Exactly the lines from the start of the data below through the line containing "let report = network.gradient_check(&data)?;" must be returned, and no others.

*** Data shown Section Begins ***

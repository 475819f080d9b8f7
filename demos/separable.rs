use dnnet::{
    LabelledData, LabelledDataPoint, Mode, NetworkSpec, ParallelCollection, TrainConfig,
    UnlabelledData,
};
use std::sync::mpsc;
use std::thread;

fn main() -> dnnet::Result<()> {
    let mut points = Vec::new();
    for i in 0..20 {
        let i = i as f64;
        points.push(LabelledDataPoint::new(vec![-1.5 + 0.05 * i, -1.0 + 0.03 * i], vec![0.0]));
        points.push(LabelledDataPoint::new(vec![1.0 + 0.05 * i, 1.5 - 0.03 * i], vec![1.0]));
    }
    let data = LabelledData::new(points, 4)?;

    let mut network = NetworkSpec::new(&[2, 4, 1], Mode::Classification)
        .with_seed(42)
        .build()?;

    let (tx, rx) = mpsc::channel::<dnnet::EpochStats>();
    let printer = thread::spawn(move || {
        for stats in rx {
            println!("Epoch {}/{}: cost = {:.6}", stats.epoch, stats.max_epochs, stats.cost);
        }
    });

    let config = TrainConfig::new(1.0, 2000, 0.01)
        .with_seed(7)
        .with_report_every(1)
        .with_progress(tx);
    let outcome = network.train(&data, &config)?;
    drop(config);
    let _ = printer.join();
    println!("Outcome: {outcome:?} (epoch {})", outcome.epoch_or_sentinel());

    let report = network.gradient_check(&data)?;
    println!("Gradient check: max |difference| = {:e}", report.max_abs_difference());

    let probes = UnlabelledData::new(vec![vec![-1.2, -0.8], vec![0.0, 0.0], vec![1.3, 1.2]], 1)?;
    for point in network.predict(&probes)?.collect() {
        println!("Input: {:?} -> Output: {:.4}", point.features, point.target[0]);
    }
    Ok(())
}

*** Data shown Section Ends ***

__Output__
repository 475819f080d9b8f7
filename demos/separable.rs
use dnnet::{
    LabelledData, LabelledDataPoint, Mode, NetworkSpec, ParallelCollection, TrainConfig,
    UnlabelledData,
};
use std::sync::mpsc;
use std::thread;

fn main() -> dnnet::Result<()> {
    let mut points = Vec::new();
    for i in 0..20 {
        let i = i as f64;
        points.push(LabelledDataPoint::new(vec![-1.5 + 0.05 * i, -1.0 + 0.03 * i], vec![0.0]));
        points.push(LabelledDataPoint::new(vec![1.0 + 0.05 * i, 1.5 - 0.03 * i], vec![1.0]));
    }
    let data = LabelledData::new(points, 4)?;

    let mut network = NetworkSpec::new(&[2, 4, 1], Mode::Classification)
        .with_seed(42)
        .build()?;

    let (tx, rx) = mpsc::channel::<dnnet::EpochStats>();
    let printer = thread::spawn(move || {
        for stats in rx {
            println!("Epoch {}/{}: cost = {:.6}", stats.epoch, stats.max_epochs, stats.cost);
        }
    });

    let config = TrainConfig::new(1.0, 2000, 0.01)
        .with_seed(7)
        .with_report_every(1)
        .with_progress(tx);
    let outcome = network.train(&data, &config)?;
    drop(config);
    let _ = printer.join();
    println!("Outcome: {outcome:?} (epoch {})", outcome.epoch_or_sentinel());

    let report = network.gradient_check(&data)?;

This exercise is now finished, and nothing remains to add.